§ **Exercise materials**

//! quorum voting and vote settlement
//!
//! a vote before quorum is charged `OBSERVE_SLASH_POINT`. the vote that
//! reaches quorum freezes `consensus_block`, applies the effect once and
//! settles the committee: timely voters get the observe charge back plus
//! `VOTE_SCORE`, absentees pay the delay penalty of the proposal kind. a
//! member who shows up after quorum gets the delay penalty back, minus
//! `DELAY_RECOVER_SLASH_POINT` once `MAX_OBSERVE_DELAY_BLOCK` has passed.

use std::collections::BTreeMap;

use tracing::{debug, info};
use warden_primitives::{
    crypto, params, quorum_threshold, Address, Bridge, BlockNumber, Claim, EpochId,
    KeygenResult, MaintainerHooks, NetworkFee, ParameterStore, ProposalId, TransferKind,
    TssStatus, TxIn, TxOut,
};

use crate::error::{Result, TssError};
use crate::types::{Proposal, ProposalKind, TssEvent, TssSlot, VoteOutcome};
use crate::TssCoordinator;

/// penalty and score amounts, read from the parameter store once per vote
#[derive(Clone, Copy, Debug, Default, PartialEq, Eq)]
pub struct SlashSchedule {
    pub observe: u128,
    pub observe_delay: u128,
    pub keygen_delay: u128,
    pub migration_delay: u128,
    pub keygen_blame: u128,
    pub delay_recover: u128,
    pub max_delay_block: u64,
    pub vote_score: u128,
    pub delay_vote_score: u128,
    /// 0 disables jailing
    pub jail_limit: u128,
}

impl SlashSchedule {
    pub fn from_params<P: ParameterStore + ?Sized>(p: &P) -> Self {
        Self {
            observe: p.get_by_name(params::OBSERVE_SLASH_POINT),
            observe_delay: p.get_by_name(params::OBSERVE_DELAY_SLASH_POINT),
            keygen_delay: p.get_by_name(params::KEYGEN_DELAY_SLASH_POINT),
            migration_delay: p.get_by_name(params::MIGRATION_DELAY_SLASH_POINT),
            keygen_blame: p.get_by_name(params::KEYGEN_BLAME_SLASH_POINT),
            delay_recover: p.get_by_name(params::DELAY_RECOVER_SLASH_POINT),
            max_delay_block: p.get_u64(params::MAX_OBSERVE_DELAY_BLOCK),
            vote_score: p.get_by_name(params::VOTE_SCORE),
            delay_vote_score: p.get_by_name(params::DELAY_VOTE_SCORE),
            jail_limit: p.get_by_name(params::JAIL_SLASH_LIMIT),
        }
    }

    pub fn delay_for(&self, kind: ProposalKind) -> u128 {
        match kind {
            ProposalKind::Keygen => self.keygen_delay,
            ProposalKind::Migration => self.migration_delay,
            ProposalKind::NetworkFee | ProposalKind::TxIn | ProposalKind::TxOut => self.observe_delay,
        }
    }
}

/// per-account slash points; saturates at zero
#[derive(Clone, Debug, Default)]
pub(crate) struct SlashBook {
    points: BTreeMap<Address, u128>,
}

impl SlashBook {
    pub(crate) fn get(&self, account: &Address) -> u128 {
        self.points.get(account).copied().unwrap_or(0)
    }

    pub(crate) fn reset(&mut self, account: &Address) {
        self.points.remove(account);
    }

    /// add points; crossing `jail_limit` reports the member to the registry
    fn add<H: MaintainerHooks + ?Sized>(
        &mut self,
        hooks: &mut H,
        jail_limit: u128,
        account: &Address,
        points: u128,
        events: &mut Vec<TssEvent>,
    ) -> Result<()> {
        if points == 0 {
            return Ok(());
        }
        let prev = self.get(account);
        let total = prev.saturating_add(points);
        self.points.insert(*account, total);
        events.push(TssEvent::SlashPointAdded { account: *account, points, total });

        if jail_limit != 0 && prev < jail_limit && total >= jail_limit {
            info!(%account, total, "slash limit crossed, jailing");
            hooks
                .add_to_jail(account)
                .map_err(|e| TssError::Maintainer(e.to_string()))?;
        }
        Ok(())
    }

    fn sub(&mut self, account: &Address, points: u128, events: &mut Vec<TssEvent>) {
        if points == 0 {
            return;
        }
        let total = self.get(account).saturating_sub(points);
        if total == 0 {
            self.points.remove(account);
        } else {
            self.points.insert(*account, total);
        }
        events.push(TssEvent::SlashPointRemoved { account: *account, points, total });
    }
}

impl TssCoordinator {
    /// vote on the outcome of the off-chain key generation
    pub fn vote_keygen_result<H, P>(
        &mut self,
        hooks: &mut H,
        params: &P,
        now: BlockNumber,
        who: &Address,
        result: &KeygenResult,
    ) -> Result<VoteOutcome>
    where
        H: MaintainerHooks + ?Sized,
        P: ParameterStore + ?Sized,
    {
        if !result.is_failure() {
            crypto::verify_key_signature(&result.pubkey, &result.signature)?;
        }
        let id = self
            .keygen_proposal_id(result)
            .ok_or(TssError::NoElection(result.epoch_id))?;

        let fresh = match self.proposals.get(&id) {
            Some(p) if p.is_approved() => None,
            existing => {
                let electing = self
                    .electing
                    .as_ref()
                    .filter(|e| e.epoch_id == result.epoch_id)
                    .ok_or(TssError::NoElection(result.epoch_id))?;
                match electing.status {
                    TssStatus::KeygenPending => {}
                    TssStatus::EmergencyPause => return Err(TssError::Paused(result.epoch_id)),
                    actual => {
                        return Err(TssError::InvalidStatus {
                            epoch_id: result.epoch_id,
                            expected: TssStatus::KeygenPending,
                            actual,
                        })
                    }
                }
                if existing.is_some() {
                    None
                } else {
                    if let Some(b) = result.blames.iter().find(|b| !electing.is_member(b)) {
                        return Err(TssError::InvalidBlame(*b));
                    }
                    if !result.is_failure() && self.instances.contains_key(&crypto::key_hash(&result.pubkey)) {
                        return Err(TssError::DuplicateKey(crypto::key_hash(&result.pubkey)));
                    }
                    Some(Proposal::new(ProposalKind::Keygen, result.epoch_id, electing.maintainers.clone()))
                }
            }
        };

        let schedule = SlashSchedule::from_params(params);
        let outcome = self.cast(hooks, &schedule, now, who, id, fresh)?;
        if outcome == VoteOutcome::Approved {
            self.apply_keygen(hooks, &schedule, result)?;
        }
        Ok(outcome)
    }

    fn apply_keygen<H: MaintainerHooks + ?Sized>(
        &mut self,
        hooks: &mut H,
        schedule: &SlashSchedule,
        result: &KeygenResult,
    ) -> Result<()> {
        let epoch_id = result.epoch_id;
        if result.is_failure() {
            if let Some(electing) = self.electing.as_mut() {
                electing.status = TssStatus::KeygenFailed;
            }
            for blamed in &result.blames {
                self.slash
                    .add(hooks, schedule.jail_limit, blamed, schedule.keygen_blame, &mut self.events)?;
            }
            info!(epoch_id, blamed = result.blames.len(), "keygen failed");
            self.events.push(TssEvent::KeygenFailed { epoch_id, blames: result.blames.clone() });
            return Ok(());
        }

        let key = crypto::key_hash(&result.pubkey);
        let mut instance = self.electing.take().ok_or(TssError::NoElection(epoch_id))?;
        instance.pubkey = Some(result.pubkey);
        instance.status = TssStatus::KeygenCompleted;
        self.instances.insert(key, instance);
        self.slots.insert(epoch_id, TssSlot::Key(key));
        info!(epoch_id, %key, "keygen completed");
        self.events.push(TssEvent::KeygenCompleted { epoch_id, key });
        Ok(())
    }

    /// vote on a connected chain's network fee
    pub fn vote_network_fee<H, P, B>(
        &mut self,
        hooks: &mut H,
        params: &P,
        bridge: &mut B,
        now: BlockNumber,
        who: &Address,
        fee: &NetworkFee,
    ) -> Result<VoteOutcome>
    where
        H: MaintainerHooks + ?Sized,
        P: ParameterStore + ?Sized,
        B: Bridge + ?Sized,
    {
        let outcome = self.observe(hooks, params, now, who, fee.content_hash(), ProposalKind::NetworkFee)?;
        if outcome == VoteOutcome::Approved {
            bridge.post_network_fee(fee)?;
            self.events.push(TssEvent::NetworkFeePosted { chain: fee.chain, height: fee.height });
        }
        Ok(outcome)
    }

    /// vote on an inbound transfer
    pub fn vote_tx_in<H, P, B>(
        &mut self,
        hooks: &mut H,
        params: &P,
        bridge: &mut B,
        now: BlockNumber,
        who: &Address,
        tx: &TxIn,
    ) -> Result<VoteOutcome>
    where
        H: MaintainerHooks + ?Sized,
        P: ParameterStore + ?Sized,
        B: Bridge + ?Sized,
    {
        let outcome = self.observe(hooks, params, now, who, tx.content_hash(), ProposalKind::TxIn)?;
        if outcome == VoteOutcome::Approved {
            bridge.execute_tx_in(tx)?;
            self.events.push(TssEvent::TxInExecuted { tx_hash: tx.tx_hash });
        }
        Ok(outcome)
    }

    /// vote on an outbound transfer; vault migrations are slashed harder
    pub fn vote_tx_out<H, P, B>(
        &mut self,
        hooks: &mut H,
        params: &P,
        bridge: &mut B,
        now: BlockNumber,
        who: &Address,
        tx: &TxOut,
    ) -> Result<VoteOutcome>
    where
        H: MaintainerHooks + ?Sized,
        P: ParameterStore + ?Sized,
        B: Bridge + ?Sized,
    {
        let kind = match tx.kind {
            TransferKind::Transfer => ProposalKind::TxOut,
            TransferKind::Migration => ProposalKind::Migration,
        };
        let outcome = self.observe(hooks, params, now, who, tx.content_hash(), kind)?;
        if outcome == VoteOutcome::Approved {
            bridge.execute_tx_out(tx)?;
            self.events.push(TssEvent::TxOutExecuted { tx_hash: tx.tx_hash });
        }
        Ok(outcome)
    }

    /// observations are judged by the committee of the key holding custody
    fn observe<H, P>(
        &mut self,
        hooks: &mut H,
        params: &P,
        now: BlockNumber,
        who: &Address,
        id: ProposalId,
        kind: ProposalKind,
    ) -> Result<VoteOutcome>
    where
        H: MaintainerHooks + ?Sized,
        P: ParameterStore + ?Sized,
    {
        let key = self.current.ok_or(TssError::NoActiveKey)?;
        let instance = self.instances.get(&key).ok_or(TssError::NoActiveKey)?;
        if instance.status == TssStatus::EmergencyPause {
            return Err(TssError::Paused(instance.epoch_id));
        }
        let fresh = if self.proposals.contains_key(&id) {
            None
        } else {
            Some(Proposal::new(kind, instance.epoch_id, instance.maintainers.clone()))
        };
        let schedule = SlashSchedule::from_params(params);
        self.cast(hooks, &schedule, now, who, id, fresh)
    }

    /// record one vote and settle slash points
    fn cast<H: MaintainerHooks + ?Sized>(
        &mut self,
        hooks: &mut H,
        schedule: &SlashSchedule,
        now: BlockNumber,
        who: &Address,
        id: ProposalId,
        fresh: Option<Proposal>,
    ) -> Result<VoteOutcome> {
        let Self { proposals, slash, events, .. } = self;

        let proposal = match fresh {
            // outsiders must not leave an empty proposal behind
            Some(p) if p.member_index(who).is_none() => {
                return Err(TssError::NotCommitteeMember(*who))
            }
            Some(p) => proposals.entry(id).or_insert(p),
            None => proposals.get_mut(&id).ok_or(TssError::StaleProposal)?,
        };
        let index = proposal
            .member_index(who)
            .ok_or(TssError::NotCommitteeMember(*who))?;
        if proposal.voted.contains(index) {
            return Err(TssError::AlreadyVoted(*who));
        }
        proposal.voted.insert(index);
        proposal.count += 1;
        debug!(proposal = %id, %who, count = proposal.count, "vote recorded");
        events.push(TssEvent::Voted { proposal: id, who: *who, count: proposal.count });

        if proposal.is_approved() {
            settle_late(proposal, schedule, hooks, slash, events, now, who);
            return Ok(VoteOutcome::Late);
        }

        let needed = quorum_threshold(proposal.committee.len()) as u32;
        if proposal.count < needed {
            slash.add(hooks, schedule.jail_limit, who, schedule.observe, events)?;
            return Ok(VoteOutcome::Pending { count: proposal.count, needed });
        }

        proposal.consensus_block = now;
        info!(proposal = %id, kind = ?proposal.kind, block = now, "quorum reached");
        events.push(TssEvent::ProposalApproved { proposal: id, kind: proposal.kind, block: now });
        settle(proposal, schedule, hooks, slash, events, who)?;
        Ok(VoteOutcome::Approved)
    }
}

/// quorum settlement: refund and reward voters, charge absentees
fn settle<H: MaintainerHooks + ?Sized>(
    proposal: &Proposal,
    schedule: &SlashSchedule,
    hooks: &mut H,
    slash: &mut SlashBook,
    events: &mut Vec<TssEvent>,
    trigger: &Address,
) -> Result<()> {
    let epoch_id: EpochId = proposal.epoch_id;
    for (i, member) in proposal.committee.iter().enumerate() {
        if !proposal.voted.contains(i) {
            continue;
        }
        // the quorum vote itself was never charged
        if member != trigger {
            slash.sub(member, schedule.observe, events);
        }
        if schedule.vote_score != 0 {
            hooks.add_score(epoch_id, member, schedule.vote_score);
        }
    }

    let delay = schedule.delay_for(proposal.kind);
    for member in proposal.absentees() {
        slash.add(hooks, schedule.jail_limit, member, delay, events)?;
    }
    Ok(())
}

/// vote after quorum: refund the delay charge, keep a residue if very late
fn settle_late<H: MaintainerHooks + ?Sized>(
    proposal: &Proposal,
    schedule: &SlashSchedule,
    hooks: &mut H,
    slash: &mut SlashBook,
    events: &mut Vec<TssEvent>,
    now: BlockNumber,
    who: &Address,
) {
    let delay = schedule.delay_for(proposal.kind);
    let elapsed = now.saturating_sub(proposal.consensus_block);
    let refund = if elapsed > schedule.max_delay_block {
        delay.saturating_sub(schedule.delay_recover)
    } else {
        delay
    };
    slash.sub(who, refund, events);
    if schedule.delay_vote_score != 0 {
        hooks.add_score(proposal.epoch_id, who, schedule.delay_vote_score);
    }
    debug!(%who, elapsed, refund, "late vote settled");
}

§ **Exercise**
Go through the listing and copy each line that includes the string "push".

§ **Written response**
        events.push(TssEvent::SlashPointAdded { account: *account, points, total });
        events.push(TssEvent::SlashPointRemoved { account: *account, points, total });
            self.events.push(TssEvent::KeygenFailed { epoch_id, blames: result.blames.clone() });
        self.events.push(TssEvent::KeygenCompleted { epoch_id, key });
            self.events.push(TssEvent::NetworkFeePosted { chain: fee.chain, height: fee.height });
            self.events.push(TssEvent::TxInExecuted { tx_hash: tx.tx_hash });
            self.events.push(TssEvent::TxOutExecuted { tx_hash: tx.tx_hash });
        events.push(TssEvent::Voted { proposal: id, who: *who, count: proposal.count });
        events.push(TssEvent::ProposalApproved { proposal: id, kind: proposal.kind, block: now });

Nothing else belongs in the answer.